Howard said he was not sure what the county board would do with the planning commission's recommendation, but said the board would talk it over.
"If they don't have confidence in the working relationship with the attorney provided for them, that should be something we should talk about," Howard said. "But it will be a board decision."


----------



## thedude

i pay my taxes. i buy hunting and fishing licenses. its my lake too.
end of FREAKING story.

there is the same problem in indiana. i've been harassed several times fishing near someones pier on some very heavily used public lakes. my usual response is "call the police -- i'll wait."


----------



## Overdew

There was some talk years ago about making a channel from Crystal lake to Lake Michigan,but I guess that gat shot down too.


----------



## Burksee

Overdew said:


> There was some talk years ago about making a channel from Crystal lake to Lake Michigan,but I guess that gat shot down too.


Your about a hundred years to late with this post, it was tried and failed. The failed canal caused a permanent drop in the lake level, this is the reason why Crystal Lake has such a great beach fronts!


----------



## Bucktail Butch

The people that are fighting the boat launch are the same people that fought and delayed the Betsie Valley trail. They will tell you that they agree that we should have access but.......................

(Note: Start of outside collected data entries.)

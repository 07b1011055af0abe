use std::sync::{Arc, Mutex};

use async_trait::async_trait;
use fastembed::{EmbeddingModel, InitOptions, TextEmbedding};

use crate::embed::{Embedding, EmbeddingProvider};
use crate::{Error, Result};

const MODEL_NAME: &str = "BAAI/bge-large-en-v1.5";
const DIMENSION: usize = 1024;
const QUERY_PREFIX: &str = "Represent this sentence for searching relevant passages: ";

/// BGE embedder using BAAI/bge-large-en-v1.5.
///
/// Uses fastembed for ONNX-based inference. This model produces 1024-dimensional
/// embeddings and supports up to 512 tokens per input. Inference is blocking,
/// so every call runs on tokio's blocking pool.
pub struct BgeEmbedder {
    model: Arc<Mutex<TextEmbedding>>,
}

impl BgeEmbedder {
    /// Create a new BGE embedder.
    ///
    /// Downloads the model on first use (~1.2GB).
    pub fn new() -> Result<Self> {
        let opts = InitOptions::new(EmbeddingModel::BGELargeENV15)
            .with_show_download_progress(true);

        TextEmbedding::try_new(opts)
            .map(|model| Self {
                model: Arc::new(Mutex::new(model)),
            })
            .map_err(|e| Error::Provider(e.to_string()))
    }

    async fn run(&self, text: String) -> Result<Embedding> {
        let model = Arc::clone(&self.model);

        tokio::task::spawn_blocking(move || {
            let mut model = model
                .lock()
                .map_err(|_| Error::Provider("embedding model lock poisoned".to_string()))?;
            model
                .embed(vec![text], None)
                .map_err(|e| Error::Provider(e.to_string()))?
                .into_iter()
                .next()
                .ok_or_else(|| Error::Provider("model returned no embeddings".to_string()))
        })
        .await
        .map_err(|e| Error::Provider(format!("embedding task failed: {e}")))?
    }
}

#[async_trait]
impl EmbeddingProvider for BgeEmbedder {
    async fn embed(&self, text: &str) -> Result<Embedding> {
        self.run(text.to_string()).await
    }

    async fn embed_query(&self, text: &str) -> Result<Embedding> {
        // BGE uses a special prompt prefix for queries to improve retrieval
        self.run(format!("{QUERY_PREFIX}{text}")).await
    }

    fn dimension(&self) -> usize {
        DIMENSION
    }

    fn model_name(&self) -> &str {
        MODEL_NAME
    }
}
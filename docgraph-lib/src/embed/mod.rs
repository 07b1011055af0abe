//! Text embedding providers
//!
//! Two backends are available:
//!
//! - [`BgeEmbedder`]: BAAI/bge-large-en-v1.5 run locally via the fastembed
//!   crate (ONNX runtime), 1024 dimensions.
//! - [`OpenAiEmbedder`]: any OpenAI-compatible `/embeddings` endpoint,
//!   `text-embedding-3-small` (1536 dimensions) by default.
//!
//! The dimension is fixed per deployment and must match whatever the vector
//! store already holds.
//!
//! # Usage
//!
//! ```ignore
//! use docgraph_lib::{config::EmbeddingConfig, embed};
//!
//! let provider = embed::from_config(&EmbeddingConfig::default())?;
//!
//! let doc_embedding = provider.embed("An Option<T> type").await?;
//! let query_embedding = provider.embed_query("how do I handle missing values?").await?;
//! ```

use std::sync::Arc;

use async_trait::async_trait;

use crate::config::{EmbeddingConfig, ProviderKind};
use crate::{Error, Result};

/// A vector embedding - fixed size array of floats
pub type Embedding = Vec<f32>;

/// Trait for text embedding providers
#[async_trait]
pub trait EmbeddingProvider: Send + Sync {
    /// Embed document text for indexing
    async fn embed(&self, text: &str) -> Result<Embedding>;

    /// Embed a query for searching
    ///
    /// Note: Some models (like BGE) use different prompts for queries vs documents.
    /// Defaults to [`embed`](Self::embed); such providers override it.
    async fn embed_query(&self, text: &str) -> Result<Embedding> {
        self.embed(text).await
    }

    /// Returns the embedding dimension
    fn dimension(&self) -> usize;

    /// Returns the model name/identifier
    fn model_name(&self) -> &str;
}

/// Build the provider selected by `config`.
///
/// The OpenAI key is read from the environment variable named by
/// `config.api_key_env`.
pub fn from_config(config: &EmbeddingConfig) -> Result<Arc<dyn EmbeddingProvider>> {
    match config.provider {
        ProviderKind::Bge => Ok(Arc::new(BgeEmbedder::new()?)),
        ProviderKind::OpenAi => {
            let api_key = std::env::var(&config.api_key_env).map_err(|_| {
                Error::Config(format!(
                    "OpenAI provider selected but ${} is not set",
                    config.api_key_env
                ))
            })?;
            Ok(Arc::new(OpenAiEmbedder::new(
                api_key,
                config.model.clone(),
                config.endpoint.clone(),
                config.dimension,
            )))
        }
    }
}

mod bge;
mod openai;

pub use bge::*;
pub use openai::*;
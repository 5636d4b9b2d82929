//! Low-level request execution against the booking API.
//!
//! Nothing here knows about sessions or renewal. [`HttpBackend`] is the seam
//! the renewal call and the request pipeline are built on; the production
//! implementation is [`ReqwestBackend`], which carries ambient credentials
//! through a shared cookie jar.

use std::sync::Arc;
use std::time::Duration;

use async_trait::async_trait;
use bytes::Bytes;
use reqwest::cookie::Jar;
use reqwest::header::{HeaderMap, RETRY_AFTER};
use reqwest::{Client, Method, StatusCode};
use serde::Deserialize;
use serde::de::DeserializeOwned;
use thiserror::Error;
use tracing::trace;
use url::Url;

/// Structured error code the API uses for "identity exists but the email
/// address has not been verified".
pub const EMAIL_NOT_VERIFIED_CODE: &str = "EMAIL_NOT_VERIFIED";

#[derive(Debug, Clone, Copy, Default, PartialEq, Eq)]
pub enum CredentialsMode {
    #[default]
    Omit,
    Include,
}

#[derive(Debug, Clone)]
pub struct ApiRequest {
    pub method: Method,
    pub path: String,
    pub body: Option<serde_json::Value>,
    pub credentials: CredentialsMode,
}

impl ApiRequest {
    pub fn new(method: Method, path: impl Into<String>) -> Self {
        Self {
            method,
            path: path.into(),
            body: None,
            credentials: CredentialsMode::Omit,
        }
    }

    pub fn get(path: impl Into<String>) -> Self {
        Self::new(Method::GET, path)
    }

    pub fn post(path: impl Into<String>) -> Self {
        Self::new(Method::POST, path)
    }

    pub fn with_json(mut self, body: serde_json::Value) -> Self {
        self.body = Some(body);
        self
    }

    pub fn with_credentials(mut self) -> Self {
        self.credentials = CredentialsMode::Include;
        self
    }
}

#[derive(Debug, Clone)]
pub struct ApiResponse {
    pub status: StatusCode,
    pub headers: HeaderMap,
    pub body: Bytes,
}

impl ApiResponse {
    pub fn new(status: StatusCode, body: impl Into<Bytes>) -> Self {
        Self {
            status,
            headers: HeaderMap::new(),
            body: body.into(),
        }
    }

    pub fn is_success(&self) -> bool {
        self.status.is_success()
    }

    pub fn json<T: DeserializeOwned>(&self) -> Result<T, HttpError> {
        serde_json::from_slice(&self.body).map_err(|err| HttpError::Decode(err.to_string()))
    }

    pub fn text(&self) -> String {
        String::from_utf8_lossy(&self.body).into_owned()
    }

    pub fn error_body(&self) -> ErrorBody {
        ErrorBody::parse(&self.body)
    }

    /// Raw `Retry-After` header, if the server sent one.
    pub fn retry_after_raw(&self) -> Option<String> {
        self.headers
            .get(RETRY_AFTER)
            .and_then(|value| value.to_str().ok())
            .map(|value| value.trim().to_string())
    }

    /// `Retry-After` in its delta-seconds form. The HTTP-date form is left to
    /// callers through [`ApiResponse::retry_after_raw`].
    pub fn retry_after(&self) -> Option<Duration> {
        self.retry_after_raw()
            .and_then(|value| value.parse::<u64>().ok())
            .map(Duration::from_secs)
    }
}

/// Error payload returned by the API on non-success statuses.
#[derive(Debug, Clone, Default, PartialEq, Eq, Deserialize)]
pub struct ErrorBody {
    #[serde(default)]
    pub code: Option<String>,
    #[serde(default)]
    pub message: Option<String>,
    #[serde(default)]
    pub error: Option<String>,
}

impl ErrorBody {
    pub fn parse(bytes: &[u8]) -> Self {
        if bytes.is_empty() {
            return Self::default();
        }
        serde_json::from_slice(bytes).unwrap_or_else(|_| Self {
            code: None,
            message: Some(String::from_utf8_lossy(bytes).trim().to_string()),
            error: None,
        })
    }

    pub fn is_email_unverified(&self) -> bool {
        self.code
            .as_deref()
            .map(|code| code.trim().eq_ignore_ascii_case(EMAIL_NOT_VERIFIED_CODE))
            .unwrap_or(false)
    }

    pub fn detail(&self) -> Option<&str> {
        self.message
            .as_deref()
            .or(self.error.as_deref())
            .filter(|detail| !detail.is_empty())
    }
}

#[derive(Debug, Error)]
pub enum HttpError {
    #[error("invalid http configuration: {0}")]
    Config(String),
    #[error("network error: {0}")]
    Network(#[from] reqwest::Error),
    #[error("invalid response body: {0}")]
    Decode(String),
}

#[async_trait]
pub trait HttpBackend: Send + Sync {
    async fn execute(&self, request: &ApiRequest) -> Result<ApiResponse, HttpError>;
}

pub struct ReqwestBackend {
    base_url: Url,
    jar: Arc<Jar>,
    credentialed: Client,
    anonymous: Client,
}

impl ReqwestBackend {
    pub fn new(base_url: Url, jar: Arc<Jar>) -> Result<Self, HttpError> {
        let credentialed = Client::builder()
            .cookie_provider(jar.clone())
            .connect_timeout(Duration::from_secs(3))
            .timeout(Duration::from_secs(15))
            .build()
            .map_err(|err| HttpError::Config(err.to_string()))?;
        let anonymous = Client::builder()
            .connect_timeout(Duration::from_secs(3))
            .timeout(Duration::from_secs(15))
            .build()
            .map_err(|err| HttpError::Config(err.to_string()))?;
        Ok(Self {
            base_url,
            jar,
            credentialed,
            anonymous,
        })
    }

    pub fn base_url(&self) -> &Url {
        &self.base_url
    }

    pub fn cookie_jar(&self) -> Arc<Jar> {
        self.jar.clone()
    }

    fn url(&self, path: &str) -> Result<Url, HttpError> {
        self.base_url
            .join(path.trim_start_matches('/'))
            .map_err(|err| HttpError::Config(format!("invalid api path '{path}': {err}")))
    }
}

#[async_trait]
impl HttpBackend for ReqwestBackend {
    async fn execute(&self, request: &ApiRequest) -> Result<ApiResponse, HttpError> {
        let url = self.url(&request.path)?;
        let client = match request.credentials {
            CredentialsMode::Include => &self.credentialed,
            CredentialsMode::Omit => &self.anonymous,
        };
        let mut builder = client.request(request.method.clone(), url);
        if let Some(body) = &request.body {
            builder = builder.json(body);
        }
        let response = builder.send().await?;
        let status = response.status();
        let headers = response.headers().clone();
        let body = response.bytes().await?;
        trace!(
            target = "booking.http",
            method = %request.method,
            path = %request.path,
            status = status.as_u16(),
            bytes = body.len(),
            "request completed"
        );
        Ok(ApiResponse {
            status,
            headers,
            body,
        })
    }
}

#[cfg(test)]
mod tests {
    use super::*;
    use reqwest::header::HeaderValue;

    #[test]
    fn error_body_detects_unverified_code() {
        let body = ErrorBody::parse(br#"{"code":"email_not_verified","message":"verify first"}"#);
        assert!(body.is_email_unverified());
        assert_eq!(body.detail(), Some("verify first"));
    }

    #[test]
    fn error_body_ignores_unverified_wording_without_code() {
        let body = ErrorBody::parse(br#"{"message":"Email not verified"}"#);
        assert!(!body.is_email_unverified());
    }

    #[test]
    fn error_body_falls_back_to_plain_text() {
        let body = ErrorBody::parse(b"upstream exploded\n");
        assert_eq!(body.detail(), Some("upstream exploded"));
        assert!(ErrorBody::parse(b"").detail().is_none());
    }

    #[test]
    fn retry_after_parses_delta_seconds_only() {
        let mut response = ApiResponse::new(StatusCode::TOO_MANY_REQUESTS, Bytes::new());
        response
            .headers
            .insert(RETRY_AFTER, HeaderValue::from_static("12"));
        assert_eq!(response.retry_after(), Some(Duration::from_secs(12)));

        response.headers.insert(
            RETRY_AFTER,
            HeaderValue::from_static("Wed, 21 Oct 2026 07:28:00 GMT"),
        );
        assert_eq!(response.retry_after(), None);
        assert_eq!(
            response.retry_after_raw().as_deref(),
            Some("Wed, 21 Oct 2026 07:28:00 GMT")
        );
    }

    #[test]
    fn backend_joins_paths_under_base() {
        let base = Url::parse("http://127.0.0.1:8080/api/").unwrap();
        let backend = ReqwestBackend::new(base, Arc::new(Jar::default())).unwrap();
        assert_eq!(
            backend.url("/auth/refresh").unwrap().as_str(),
            "http://127.0.0.1:8080/api/auth/refresh"
        );
        assert_eq!(
            backend.url("appointments?page=2").unwrap().as_str(),
            "http://127.0.0.1:8080/api/appointments?page=2"
        );
    }
}
use std::fs::OpenOptions;
use std::path::PathBuf;
use std::sync::OnceLock;

use clap::ValueEnum;
use tracing::level_filters::LevelFilter;
use tracing_appender::non_blocking::WorkerGuard;
use tracing_subscriber::EnvFilter;

#[derive(Clone, Copy, Debug, Default, ValueEnum, PartialEq, Eq, PartialOrd, Ord)]
pub enum LogLevel {
    Error,
    #[default]
    Warn,
    Info,
    Debug,
    Trace,
}

impl LogLevel {
    pub fn to_filter(self) -> LevelFilter {
        match self {
            LogLevel::Error => LevelFilter::ERROR,
            LogLevel::Warn => LevelFilter::WARN,
            LogLevel::Info => LevelFilter::INFO,
            LogLevel::Debug => LevelFilter::DEBUG,
            LogLevel::Trace => LevelFilter::TRACE,
        }
    }
}

#[derive(Clone, Debug, Default)]
pub struct LogConfig {
    pub level: LogLevel,
    pub file: Option<PathBuf>,
}

#[derive(thiserror::Error, Debug)]
pub enum InitError {
    #[error("failed to open log file {path:?}: {source}")]
    Io {
        path: PathBuf,
        source: std::io::Error,
    },
    #[error("failed to configure logger: {0}")]
    Configure(String),
}

/// Keeps the non-blocking writer flushing for the life of the process.
static GUARD: OnceLock<WorkerGuard> = OnceLock::new();

/// Installs the global subscriber. Calling it again is a no-op.
pub fn init(config: &LogConfig) -> Result<(), InitError> {
    if GUARD.get().is_some() {
        return Ok(());
    }
    let (env_filter, throttled_deps) = build_env_filter(config.level.to_filter());

    let (writer, guard) = match &config.file {
        Some(path) => {
            let file = OpenOptions::new()
                .create(true)
                .append(true)
                .open(path)
                .map_err(|source| InitError::Io {
                    path: path.clone(),
                    source,
                })?;
            tracing_appender::non_blocking(file)
        }
        None => tracing_appender::non_blocking(std::io::stderr()),
    };

    let subscriber = tracing_subscriber::fmt()
        .with_env_filter(env_filter)
        .with_level(true)
        .with_target(config.level >= LogLevel::Debug)
        .with_thread_ids(config.level >= LogLevel::Trace)
        .with_ansi(config.file.is_none())
        .with_writer(writer)
        .finish();

    tracing::subscriber::set_global_default(subscriber)
        .map_err(|err| InitError::Configure(err.to_string()))?;

    let _ = GUARD.set(guard);
    if throttled_deps {
        tracing::info!(
            target = "booking.telemetry",
            "dependency traces capped at info; set BOOKING_TRACE_DEPS=1 or BOOKING_LOG_FILTER to lift"
        );
    }
    Ok(())
}

fn build_env_filter(level: LevelFilter) -> (EnvFilter, bool) {
    if let Ok(filter) = std::env::var("BOOKING_LOG_FILTER") {
        return (EnvFilter::new(filter), false);
    }
    let (filter, throttled) = default_filter_for(level, allow_dependency_traces());
    (EnvFilter::new(filter), throttled)
}

/// Crates whose trace output drowns the session's own events.
const NOISY_DEPENDENCIES: &[&str] = &[
    "hyper",
    "hyper_util",
    "tokio_tungstenite",
    "tungstenite",
    "reqwest",
    "rustls",
    "mio",
    "h2",
];

fn default_filter_for(level: LevelFilter, dependency_traces: bool) -> (String, bool) {
    let base = match level {
        LevelFilter::TRACE => "info,booking=trace,booking_session_core=trace",
        LevelFilter::DEBUG => "info,booking=debug,booking_session_core=debug",
        LevelFilter::INFO => "info",
        LevelFilter::WARN => "warn",
        LevelFilter::ERROR => "error",
        LevelFilter::OFF => "off",
    };
    if level != LevelFilter::TRACE || dependency_traces {
        return (base.to_owned(), false);
    }
    let capped = NOISY_DEPENDENCIES
        .iter()
        .map(|target| format!(",{target}=info"));
    (std::iter::once(base.to_owned()).chain(capped).collect(), true)
}

fn allow_dependency_traces() -> bool {
    std::env::var("BOOKING_TRACE_DEPS")
        .map(|value| matches!(value.trim().to_ascii_lowercase().as_str(), "1" | "true" | "yes" | "on"))
        .unwrap_or(false)
}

It interferes with the Betsie Valley trail..... (Yeah, right - the same system they fought so hard to block).

It's too big, it needs to be scaled back..... (It was originally engineered to facilitate two hundred vehicles with trailers, with parking for seventy five additional vehicles. Their demands were met; it has been scaled back to serve one hundred rigs. They still want more.)

It will require the filling of wetlands..... (A wetlands mitigation plan is in effect that will create more wetland acreage than will need to be filled.)

The additional boat traffic will cause shoreline erosion problems..... (Again, yeah, right - the people that are doing the protesting are the same people that ripped out the natural shoreline rootmass so that they could have manicured lawns and artificially created "beaches". That rootmass is nature's way of controlling erosion.)

There are more lame excuses and reasons, but their bottom line is......NOT IN MY BACKYARD. These people think that Crystal Lake is their own private piece of heaven and they want to keep the "riffraff" out (their words, not mine. It's documented.). The people who are fighting the launch are using the above excuses which have been refuted time and again. Apparently they're not imaginative enough to come up with new ones or feel they don't need to. They think that the old addage "Money talks, B__S___ walks" will force their wishes on us. Well surprise, they fought the trail and lost, they will spend a lot of time and money fighting this boat launch and they will lose again. 

The water is the property of the people of the state of Michigan. The DNR owns twenty one (+or -) acres dedicated to public access and we should be able to use it within the confines of the law.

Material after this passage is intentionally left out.